Page 52 of The Words We Lost

“Whoa.” Her eyes round at the sight of the floor. “Is this a crime scene? Have the police dusted for fingerprints yet?”

“Afraid they’d only find mine if they did. I’ve been working on a... project.”

Allie says nothing as she circles the mess and assesses the “project” that looks more like the aftermath of an earthquake.

“Ya know, I’m pretty good at organizing if you need some help.”

The casual way she suggests this, as if seeing a hundred-plus books in random stacks—one that’s recently been toppled—is just a normal part of her day, makes me laugh.

“Don’t you have other jobs to get to today?”

“They’re almost done. Besides, dusting this bookshelf is technically one of my weekly tasks at the cottage anyway.”

“I think this qualifies as more than dusting.” I laugh again and move to the end of the shelf and riffle through the last ten books.

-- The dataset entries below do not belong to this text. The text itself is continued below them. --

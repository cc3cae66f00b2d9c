mod language;
mod prompt;
pub mod sse_parser;

use futures_util::Stream;
use std::pin::Pin;

pub use language::{Language, SUPPORTED_LANGUAGES, print_languages, validate_language};
pub use prompt::build_prompt;

/// Marker every failure fragment starts with.
pub const ERROR_MARKER: &str = "Error:";

/// Incremental text fragments of one definition lookup.
///
/// Finite and never fails: a failure is a last fragment starting with
/// [`ERROR_MARKER`].
pub type FragmentStream = Pin<Box<dyn Stream<Item = String> + Send>>;

/// Whether a source yields new text only, or the full text so far.
#[derive(Debug, Clone, Copy, PartialEq, Eq, Default)]
pub enum FragmentKind {
    #[default]
    Delta,
    Cumulative,
}

/// A lookup of one topic.
#[derive(Debug, Clone, PartialEq, Eq)]
pub struct DefinitionRequest {
    pub topic: String,
    pub language: Language,
    pub category: Option<String>,
    pub context: Option<String>,
}

impl DefinitionRequest {
    pub fn new(topic: impl Into<String>, language: Language) -> Self {
        Self {
            topic: topic.into(),
            language,
            category: None,
            context: None,
        }
    }

    #[must_use]
    pub fn with_category(mut self, category: impl Into<String>) -> Self {
        self.category = Some(category.into());
        self
    }

    #[must_use]
    pub fn with_context(mut self, context: impl Into<String>) -> Self {
        self.context = Some(context.into());
        self
    }

    pub fn prompt(&self) -> String {
        build_prompt(
            &self.topic,
            self.language,
            self.category.as_deref(),
            self.context.as_deref(),
        )
    }

    /// Formats a failure as an in-band error fragment.
    pub fn error_fragment(&self, message: &str) -> String {
        format!(
            "{ERROR_MARKER} {}{message}",
            self.language.error_prefix(&self.topic)
        )
    }
}

pub fn is_error_fragment(fragment: &str) -> bool {
    fragment.starts_with(ERROR_MARKER)
}

/// A stream that yields `fragment` and ends.
pub fn single_fragment(fragment: String) -> FragmentStream {
    Box::pin(futures_util::stream::once(async move { fragment }))
}
use anyhow::Result;

use super::{build_orchestrator, show_key_hint_once};
use crate::config::ResolvedConfig;
use crate::credentials::CredentialStore;
use crate::reader::{ReaderSession, SessionConfig};

/// Starts the interactive reader.
pub async fn run_read(config: &ResolvedConfig) -> Result<()> {
    let credentials = CredentialStore::open_default();
    show_key_hint_once(&credentials);
    let orchestrator = build_orchestrator(config, credentials)?;

    let mut session = ReaderSession::new(SessionConfig::new(config.language), orchestrator);
    session.run().await
}
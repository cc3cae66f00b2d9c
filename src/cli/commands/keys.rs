//! Credential management command handlers.

use anyhow::{Result, bail};

use crate::credentials::{CredentialField, CredentialStore, ProviderId};
use crate::ui::{self, Style};

const fn field_label(field: CredentialField) -> &'static str {
    match field {
        CredentialField::ApiKey => "API key",
        CredentialField::ApiSecret => "API secret",
    }
}

/// Stores credentials for `provider`, prompting for values not given.
pub fn run_set(
    credentials: &CredentialStore,
    provider: &str,
    key: Option<String>,
    secret: Option<String>,
) -> Result<()> {
    let provider: ProviderId = provider.parse()?;
    if secret.is_some() && !provider.fields().contains(&CredentialField::ApiSecret) {
        bail!("{} does not use an API secret", provider.display_name());
    }

    ui::handle_prompt_cancellation(|| {
        let mut given = [
            (CredentialField::ApiKey, key),
            (CredentialField::ApiSecret, secret),
        ];

        let mut values = Vec::new();
        for field in provider.fields() {
            let value = given
                .iter_mut()
                .find(|(f, _)| f == field)
                .and_then(|(_, value)| value.take())
                .map(|v| v.trim().to_string())
                .filter(|v| !v.is_empty());
            let value = match value {
                Some(value) => value,
                None => ui::prompt_secret(&format!(
                    "{} {}:",
                    provider.display_name(),
                    field_label(*field)
                ))?,
            };
            values.push((*field, value));
        }

        for (field, value) in values {
            credentials.set(provider, field, &value);
            println!(
                "{} Saved {}",
                Style::success("✓"),
                Style::value(provider.storage_key(field))
            );
        }
        Ok(())
    })
}

/// Removes the credentials of one provider, or of every provider.
pub fn run_clear(credentials: &CredentialStore, provider: Option<&str>, yes: bool) -> Result<()> {
    if let Some(provider) = provider {
        let provider: ProviderId = provider.parse()?;
        for field in provider.fields() {
            credentials.set(provider, *field, "");
        }
        println!(
            "{} Cleared credentials for {}",
            Style::success("✓"),
            Style::value(provider.display_name())
        );
        return Ok(());
    }

    ui::handle_prompt_cancellation(|| {
        if !yes && !ui::confirm("Remove all stored API keys?", false)? {
            println!("Nothing changed.");
            return Ok(());
        }
        credentials.clear_all_api_keys();
        println!("{} Cleared all stored API keys", Style::success("✓"));
        Ok(())
    })
}

/// Prints which credential fields are stored, without revealing them.
pub fn run_show(credentials: &CredentialStore) {
    println!("{}", Style::header("Stored credentials"));
    for provider in ProviderId::FALLBACK_ORDER {
        for field in provider.fields() {
            let status = if credentials.get(provider, *field).is_some() {
                Style::success("set")
            } else {
                Style::secondary("not set")
            };
            println!(
                "  {:20} {status}",
                Style::label(provider.storage_key(*field))
            );
        }
    }
}

#[cfg(test)]
#[allow(clippy::unwrap_used)]
mod tests {
    use super::*;

    #[test]
    fn test_set_with_values_does_not_prompt() {
        let credentials = CredentialStore::in_memory();

        run_set(
            &credentials,
            "xunfei",
            Some("key".to_string()),
            Some(" secret ".to_string()),
        )
        .unwrap();

        assert_eq!(credentials.api_key(ProviderId::Xunfei).as_deref(), Some("key"));
        assert_eq!(
            credentials.api_secret(ProviderId::Xunfei).as_deref(),
            Some("secret")
        );
        assert!(credentials.has_credential(ProviderId::Xunfei));
    }

    #[test]
    fn test_secret_rejected_for_single_key_provider() {
        let credentials = CredentialStore::in_memory();

        let err = run_set(
            &credentials,
            "groq",
            Some("gsk".to_string()),
            Some("extra".to_string()),
        )
        .unwrap_err();

        assert!(err.to_string().contains("does not use an API secret"));
        assert!(credentials.api_key(ProviderId::Groq).is_none());
    }

    #[test]
    fn test_unknown_provider() {
        let credentials = CredentialStore::in_memory();
        let err = run_set(&credentials, "openai", Some("k".to_string()), None).unwrap_err();
        assert!(err.to_string().contains("not found"));
    }

    #[test]
    fn test_clear_one_provider_keeps_others() {
        let credentials = CredentialStore::in_memory();
        credentials.set_api_key(ProviderId::Groq, "gsk");
        credentials.set_api_key(ProviderId::Gemini, "AIza");

        run_clear(&credentials, Some("groq"), false).unwrap();

        assert!(credentials.api_key(ProviderId::Groq).is_none());
        assert_eq!(
            credentials.api_key(ProviderId::Gemini).as_deref(),
            Some("AIza")
        );
    }

    #[test]
    fn test_clear_all_with_yes() {
        let credentials = CredentialStore::in_memory();
        credentials.set_api_key(ProviderId::DeepSeek, "sk");
        credentials.set_api_secret(ProviderId::Xunfei, "secret");
        credentials.set_selected_provider(ProviderId::DeepSeek);

        run_clear(&credentials, None, true).unwrap();

        assert!(!credentials.has_stored_secret());
        assert_eq!(credentials.explicit_selection(), Some(ProviderId::DeepSeek));
    }
}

“How were you hoping to organize these?” She maneuvers theottoman in front of the bookshelves, and I’m instantly envious of her genius. There will be no needle pricks of death for her long legs. “We could sort by book size, color, or genre? Or of course the library standard of alphabetizing by the author’s last name?” She digs into her pocket. “Ooh, there’s actually some book reviewers I follow whose shelves look like works of art—here, let me show you.”

In less than six seconds, she’s swiped and tapped and flipped her phone around to show me a bookshelf in the color scheme of a rainbow, and she’s right—it looks like a mural I’d see on the side of a used bookstore in my city. She continues to tap on new images via hashtags, and I’m in absolute awe at how quickly she’s finding these things and how old I feel that I know so little of this world. And it’s then my brain does some clicking and swiping of its own as I recall that Miss Allie Spencer here is not only a loyal employee to the Campbells but an admin for Cecelia J. Campbell’s Memorial Page. As well as countless other such pages. I stare at the books on the floor again and then back at Allie on her phone. Perhaps the easier approach to my book hunting is sitting right in front of me.

“Allie?”

She types in a new hashtag and shows me a pic of a mountain pattern and sky pattern and then one more of a tree-like shelf made entirely of books. “Cool, huh?”

“Yeah, super cool.” Gingerly, I sit on a stack of hardback books across from her so we’re nearly eye to eye.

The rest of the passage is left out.